/---
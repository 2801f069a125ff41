//! Failure history
//!
//! Keys of failed requests, grouped by the spider that issued them. The
//! baseline holds failures inherited from the previous run and is what
//! [`FailureStore::pull`] hands back for retry; the delta holds failures of
//! the current session.

use crate::request::{decode_request, Request};
use crate::storage::{SpiderBuckets, StorageResult};
use std::collections::{BTreeMap, HashSet};
use tracing::{debug, info, warn};

/// Per-spider baseline/delta sets of failure keys
#[derive(Debug, Default)]
pub struct FailureStore {
    baseline: SpiderBuckets,
    delta: SpiderBuckets,
    inheritable: bool,
}

impl FailureStore {
    pub fn new() -> Self {
        Self::default()
    }

    /// Starts a session, optionally inheriting persisted failures
    ///
    /// Same rules as the success history: no inheritance empties the store,
    /// a repeated inheriting read is a no-op even after a failed load, which
    /// leaves the baseline empty.
    ///
    /// # Returns
    ///
    /// The number of keys loaded by this call, across all spiders
    pub fn read_inherit<F>(&mut self, inherit: bool, load: F) -> usize
    where
        F: FnOnce() -> StorageResult<SpiderBuckets>,
    {
        if !inherit {
            self.clear();
            return 0;
        }

        if self.inheritable {
            return 0;
        }

        self.baseline.clear();
        self.delta.clear();
        self.inheritable = true;

        match load() {
            Ok(buckets) => {
                self.baseline = buckets;
                let count = self.persisted();
                info!(
                    "Read {} failure records across {} spiders",
                    count,
                    self.baseline.len()
                );
                count
            }
            Err(e) => {
                warn!("Failed to read failure records, starting empty: {}", e);
                0
            }
        }
    }

    /// Returns true if the key already failed for this spider
    pub fn contains(&self, spider: &str, key: &str) -> bool {
        let in_bucket =
            |buckets: &SpiderBuckets| buckets.get(spider).is_some_and(|keys| keys.contains(key));
        in_bucket(&self.baseline) || in_bucket(&self.delta)
    }

    /// Records a failure, returning false if it was already known
    pub fn upsert(&mut self, spider: &str, key: String) -> bool {
        if self.contains(spider, &key) {
            return false;
        }
        self.baseline.entry(spider.to_string()).or_default();
        self.delta.entry(spider.to_string()).or_default().insert(key)
    }

    pub fn delete(&mut self, spider: &str, key: &str) {
        if let Some(keys) = self.baseline.get_mut(spider) {
            keys.remove(key);
        }
        if let Some(keys) = self.delta.get_mut(spider) {
            keys.remove(key);
        }
    }

    /// Requests that failed for a spider in the previous run
    ///
    /// Only the baseline is consulted. Keys that no longer decode are skipped.
    pub fn pull(&self, spider: &str) -> Vec<Request> {
        let Some(keys) = self.baseline.get(spider) else {
            return Vec::new();
        };

        let requests: Vec<Request> = keys
            .iter()
            .filter_map(|key| decode_request(key).ok())
            .collect();

        if requests.len() < keys.len() {
            debug!(
                "Skipped {} undecodable failure records for spider {}",
                keys.len() - requests.len(),
                spider
            );
        }

        requests
    }

    /// Persists pending keys for every spider and folds them into the baseline
    ///
    /// On a backend error the delta stays pending for the next flush.
    ///
    /// # Returns
    ///
    /// The number of keys handed to the backend
    pub fn flush<F>(&mut self, persist: F) -> usize
    where
        F: FnOnce(&SpiderBuckets) -> StorageResult<usize>,
    {
        let attempted = self.pending();
        if attempted == 0 {
            return 0;
        }

        match persist(&self.delta) {
            Ok(_) => {
                for (spider, keys) in std::mem::take(&mut self.delta) {
                    self.baseline.entry(spider).or_default().extend(keys);
                }
            }
            Err(e) => {
                warn!(
                    "Failed to persist {} failure records, keeping them pending: {}",
                    attempted, e
                );
            }
        }
        attempted
    }

    /// Forgets everything, including whether the session inherited
    pub fn clear(&mut self) {
        self.baseline.clear();
        self.delta.clear();
        self.inheritable = false;
    }

    pub fn is_inheritable(&self) -> bool {
        self.inheritable
    }

    /// Number of persisted keys, across all spiders
    pub fn persisted(&self) -> usize {
        self.baseline.values().map(HashSet::len).sum()
    }

    /// Number of keys waiting for a flush, across all spiders
    pub fn pending(&self) -> usize {
        self.delta.values().map(HashSet::len).sum()
    }

    /// Persisted key count for every spider with persisted failures
    pub fn persisted_by_spider(&self) -> BTreeMap<String, usize> {
        self.baseline
            .iter()
            .filter(|(_, keys)| !keys.is_empty())
            .map(|(spider, keys)| (spider.clone(), keys.len()))
            .collect()
    }
}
\---
■ WHAT THE EXERCISE ASKS
Nothing from before the line containing "self.baseline.values().map(HashSet::len).sum()" should appear; copy that line and each one after it through the last line of the entries, exactly.

■ EXERCISE OUTPUT
        self.baseline.values().map(HashSet::len).sum()
    }

    /// Number of keys waiting for a flush, across all spiders
    pub fn pending(&self) -> usize {
        self.delta.values().map(HashSet::len).sum()
    }

    /// Persisted key count for every spider with persisted failures
    pub fn persisted_by_spider(&self) -> BTreeMap<String, usize> {
        self.baseline
            .iter()
            .filter(|(_, keys)| !keys.is_empty())
            .map(|(spider, keys)| (spider.clone(), keys.len()))
            .collect()
    }
}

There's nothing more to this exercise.